Marcelo Barros
Nesta semana, em muitos
lugares do hemisfério sul, cristãos das mais diferentes Igrejas se unem na Semana de Orações pela Unidade dos Cristãos.
Há mais de cem anos, esta iniciativa surgiu, tanto no ambiente católico, como em
meios evangélicos. Ninguém deseja a uniformidade. A meta é a unidade na
diversidade e a serviço da humanidade. Nesse ano, o tema da Semana da Unidade
se inspira em uma palavra, que conforme o evangelho, depois da ceia, Jesus
teria dito aos discípulos e discípulas: “Permanecei
no meu amor e produzireis muitos frutos” (Jo 15, 5- 9). É o amor do próprio
Jesus em nós que se tornará elemento fundamental na missão de manifestar a
realização do projeto divino para o mundo.

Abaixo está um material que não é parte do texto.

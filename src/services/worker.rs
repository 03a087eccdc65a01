use {
    super::archival::ArchivalManager,
    super::dispatcher::{DispatchOutcome, Dispatcher},
    crate::domain::error::AuditError,
    crate::domain::repository::JobQueue,
    std::{sync::Arc, time::Duration},
    tokio::sync::watch,
};

/// Poll the queue and dispatch claimed jobs until shutdown.
pub async fn run_dispatch_worker(
    queue: Arc<dyn JobQueue>,
    dispatcher: Arc<Dispatcher>,
    batch_size: i64,
    poll_interval: Duration,
    mut shutdown: watch::Receiver<bool>,
) {
    tracing::info!("dispatch worker started");

    loop {
        tokio::select! {
            _ = shutdown.changed() => {
                tracing::info!("dispatch worker shutting down");
                return;
            }
            _ = tokio::time::sleep(poll_interval) => {}
        }

        match poll_once(&*queue, &dispatcher, batch_size).await {
            Ok(0) => {}
            Ok(n) => tracing::debug!(jobs = n, "dispatch cycle finished"),
            Err(e) => tracing::error!(error = %e, "worker poll error"),
        }
    }
}

/// Claim one batch, dispatch it, and settle each job by its own outcome.
/// Returns the number of jobs claimed.
pub async fn poll_once(
    queue: &dyn JobQueue,
    dispatcher: &Arc<Dispatcher>,
    batch_size: i64,
) -> Result<usize, AuditError> {
    let jobs = queue.claim(batch_size).await?;
    if jobs.is_empty() {
        return Ok(0);
    }

    let ids: Vec<_> = jobs.iter().map(|j| j.id).collect();
    let messages = jobs.into_iter().map(|j| j.message).collect();
    let outcomes = dispatcher.dispatch(messages).await;

    // A job that cannot be settled stays 'processing' until the reaper
    // returns it to the queue; the rest of the batch is still settled.
    for (id, outcome) in ids.iter().zip(outcomes) {
        let settled = match outcome {
            DispatchOutcome::Delivered => queue.complete(*id).await,
            DispatchOutcome::Dropped(reason) => {
                tracing::debug!(job_id = %id, reason = %reason, "job dropped");
                queue.complete(*id).await
            }
            DispatchOutcome::Failed {
                error,
                permanent: true,
            } => {
                tracing::warn!(job_id = %id, error = %error, "permanent failure, completing (no retry)");
                queue.complete(*id).await
            }
            DispatchOutcome::Failed { error, .. } => {
                tracing::error!(job_id = %id, error = %error, "job failed, scheduling retry");
                queue.fail(*id, &error).await
            }
        };
        if let Err(e) = settled {
            tracing::error!(job_id = %id, error = %e, "failed to settle job");
        }
    }

    Ok(ids.len())
}

/// Periodically reset jobs stuck in 'processing' back to 'pending'.
pub async fn run_reaper(queue: Arc<dyn JobQueue>, mut shutdown: watch::Receiver<bool>) {
    tracing::info!("stale job reaper started");

    loop {
        tokio::select! {
            _ = shutdown.changed() => {
                tracing::info!("stale job reaper shutting down");
                return;
            }
            _ = tokio::time::sleep(Duration::from_secs(60)) => {}
        }

        match queue.reap_stale().await {
            Ok(0) => {}
            Ok(n) => tracing::info!(count = n, "reaped stale jobs"),
            Err(e) => tracing::error!(error = %e, "reaper error"),
        }
    }
}

/// Run archival for every enabled tenant once per `interval`.
pub async fn run_archival_scheduler(
    manager: Arc<ArchivalManager>,
    interval: Duration,
    concurrency: usize,
    mut shutdown: watch::Receiver<bool>,
) {
    tracing::info!(interval_secs = interval.as_secs(), "archival scheduler started");

    loop {
        tokio::select! {
            _ = shutdown.changed() => {
                tracing::info!("archival scheduler shutting down");
                return;
            }
            _ = tokio::time::sleep(interval) => {}
        }

        match manager.run_all(concurrency, &shutdown).await {
            Ok(results) => {
                let failed = results.iter().filter(|(_, r)| r.is_err()).count();
                tracing::info!(tenants = results.len(), failed, "archival cycle finished");
            }
            Err(e) => tracing::error!(error = %e, "archival cycle error"),
        }
    }
}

Nos anos mais recentes, em
todos os continentes, a concentração da riqueza aumentou enormemente. As
desigualdades sociais triplicaram. Mesmo durante a pandemia, enquanto mais de
um bilhão de seres humanos afunda na insegurança alimentar e na pobreza
extrema, o lucro da elite dos mais ricos aumenta escandalosamente.
Para manter esta
realidade, governos e empresas aumentam gastos militares. O Instituto
Internacional de Estudos Estratégicos (IISS) publicou que, em 2020, apesar da
pandemia e da consequente contração da economia, o gasto dos países com
armamentos alcançou US$ 1,8 trilhão, ou seja, 3,9% a mais que em 2019. Na
América do Sul, o Brasil responde por mais da metade das despesas militares de
todos os países juntos. Para 2021, o projeto do governo é gastar 10, 7 bilhões
de reais em armas, manutenção e salários dos militares. Isso apesar de que o
nosso país não vive nenhuma guerra
declarada, a não ser os massacres que, dia a dia, policiais e militares efetuam
contra a população mais pobre.
Em abril de 2020,
António Guterrez, secretário-geral da ONU pediu a todos os países que cessassem
quaisquer atos de guerra. Toda a humanidade deveria se dedicar à guerra contra
a pandemia. Apesar deste pedido, as guerras nacionais e internacionais
continuaram. Para não morrerem, milhões de pessoas são obrigadas a fugir de seus
territórios.
É triste constatar que os
países que mais desenvolvem a cultura armamentista e agressiva em relação aos
outros são aqueles nos quais a cultura dominante é ligada a alguma religião. É
mais triste ainda saber que, durante a história, o Cristianismo foi a religião
que mais pregou e defendeu guerras. Apesar dos ensinamentos sociais das Igrejas
que vêm do final do século XIX, o Cristianismo ainda legitima estruturas de
exclusão, de racismo e de desumanidade. Milhões de brasileiros/as sofrem de
desemprego e insegurança alimentar. Esta crise foi provocada não só pela
pandemia. Vem de antes e tem como causa a reforma trabalhista que retirou
direitos dos/as trabalhadores/as. Um dos setores que mais apoiaram essa
iniquidade foi a chamada Bancada da Bíblia, formada por pastores que se dizem
cristãos. Não poucos padres, bispos e grupos católicos apoiam o governo em sua
opção de descuido da saúde e abandono do povo. No Rio de Janeiro o governador
responsável pelo recente massacre do Jacarezinho se considera católico
fervoroso e carismático.
Diante disso, partidos e
grupos políticos a favor da humanidade procuram se unir e fazer uma frente
ampla para vencer o ódio e a desumanidade. Também os grupos cristãos e todas as
pessoas que buscam a Deus Amor precisam se organizar em um só ecumenismo contra
a barbárie. Hans Kung, o grande teólogo suíço que, partiu no mês passado, afirmou:
“O mundo não terá paz se as religiões não
aprenderem a dialogar entre elas e as religiões não dialogarão se as Igrejas
cristãs não se unirem”.
A verdadeira unidade terá
de ser construída a partir de baixo e das periferias do mundo e das Igrejas. Precisamos
construí-la no na nossa vida cotidiana e no nosso trabalho. No entanto sabemos
que ela é dom divino e precisamos pedi-la e nos dispor para recebê-la do Pai. Na
véspera de sua paixão, Jesus orou ao Pai pela unidade de todos/as os que um dia
viessem a crer nele: “para que sejam Um,
assim como Eu e Tu somos um. Que eles (elas) sejam unidos, para que o mundo
possa crer que Tu me enviaste” (João 17, 19- 21).
Marcelo Barros, monge
beneditino e escritor, autor de 57 livros dos quais o mais recente é
"Teologias da Libertação para os nossos dias", Ed. Vozes, 2019.